▶ [TO DO] Look for the word "rusqlite" in the records, and copy each line where it appears.

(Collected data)
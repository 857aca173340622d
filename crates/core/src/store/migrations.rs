//! Site store schema migrations.
//!
//! Versions are recorded in `_migrations`. Each pending step runs inside its
//! own transaction together with its version row, so a failed step leaves
//! the schema at the previous version.

use tokio_rusqlite::{Connection, params, rusqlite};

use crate::Error;

struct Migration {
    version: i64,
    name: &'static str,
    sql: &'static str,
}

/// Ordered schema steps. Versions must strictly increase.
const MIGRATIONS: &[Migration] = &[
    Migration { version: 1, name: "site", sql: include_str!("../../migrations/001_site.sql") },
    Migration { version: 2, name: "tenants", sql: include_str!("../../migrations/002_tenants.sql") },
];

/// Highest schema version this build knows about.
pub fn latest_version() -> i64 {
    MIGRATIONS.last().map_or(0, |m| m.version)
}

fn applied_version(conn: &rusqlite::Connection) -> Result<i64, Error> {
    conn.execute(
        "CREATE TABLE IF NOT EXISTS _migrations (
            version INTEGER PRIMARY KEY,
            name TEXT NOT NULL,
            applied_at TEXT NOT NULL
        )",
        [],
    )?;
    Ok(conn.query_row("SELECT COALESCE(MAX(version), 0) FROM _migrations", [], |row| row.get(0))?)
}

/// Bring the schema up to [`latest_version`].
///
/// # Errors
///
/// Returns `Error::MigrationFailed` if the store is newer than this build,
/// or a database error if a step fails.
pub async fn run(conn: &Connection) -> Result<(), Error> {
    conn.call(|conn| -> Result<(), Error> {
        let current = applied_version(conn)?;
        if current > latest_version() {
            return Err(Error::MigrationFailed(format!(
                "site store is at version {current}, newest known is {}",
                latest_version()
            )));
        }

        for step in MIGRATIONS.iter().filter(|m| m.version > current) {
            let tx = conn.transaction()?;
            tx.execute_batch(step.sql)?;
            tx.execute(
                "INSERT INTO _migrations (version, name, applied_at) VALUES (?1, ?2, ?3)",
                params![step.version, step.name, chrono::Utc::now().to_rfc3339()],
            )?;
            tx.commit()?;
            tracing::info!(version = step.version, name = step.name, "applied site store migration");
        }

        Ok(())
    })
    .await
    .map_err(Error::from)
}

#[cfg(test)]
mod tests {
    use super::*;

    async fn version(conn: &Connection) -> i64 {
        conn.call(|conn| applied_version(conn)).await.unwrap()
    }

    #[test]
    fn test_versions_increase() {
        assert!(MIGRATIONS.windows(2).all(|w| w[0].version < w[1].version));
        assert_eq!(latest_version(), 2);
    }

    #[tokio::test]
    async fn test_fresh_store_reaches_latest() {
        let conn = Connection::open_in_memory().await.unwrap();
        run(&conn).await.unwrap();
        assert_eq!(version(&conn).await, latest_version());

        let tables: Vec<String> = conn
            .call(|conn| {
                let mut stmt = conn.prepare("SELECT name FROM sqlite_master WHERE type='table' ORDER BY name")?;
                let names = stmt.query_map([], |row| row.get(0))?.collect::<Result<Vec<String>, _>>()?;
                Ok::<_, rusqlite::Error>(names)
            })
            .await
            .unwrap();
        for table in ["posts", "term_relationships", "tenants", "widgets"] {
            assert!(tables.iter().any(|t| t == table), "missing {table}");
        }
    }

    #[tokio::test]
    async fn test_rerun_applies_nothing() {
        let conn = Connection::open_in_memory().await.unwrap();
        run(&conn).await.unwrap();
        run(&conn).await.unwrap();

        let rows: i64 = conn
            .call(|conn| conn.query_row("SELECT COUNT(*) FROM _migrations", [], |row| row.get(0)))
            .await
            .unwrap();
        assert_eq!(rows, MIGRATIONS.len() as i64);
    }

    #[tokio::test]
    async fn test_newer_store_is_refused() {
        let conn = Connection::open_in_memory().await.unwrap();
        run(&conn).await.unwrap();
        conn.call(|conn| {
            conn.execute("INSERT INTO _migrations (version, name, applied_at) VALUES (99, 'future', 'now')", [])
        })
        .await
        .unwrap();

        assert!(matches!(run(&conn).await, Err(Error::MigrationFailed(_))));
    }
}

▶ [SOLUTION FOR THIS PROBLEM]
use tokio_rusqlite::{Connection, params, rusqlite};
fn applied_version(conn: &rusqlite::Connection) -> Result<i64, Error> {
                Ok::<_, rusqlite::Error>(names)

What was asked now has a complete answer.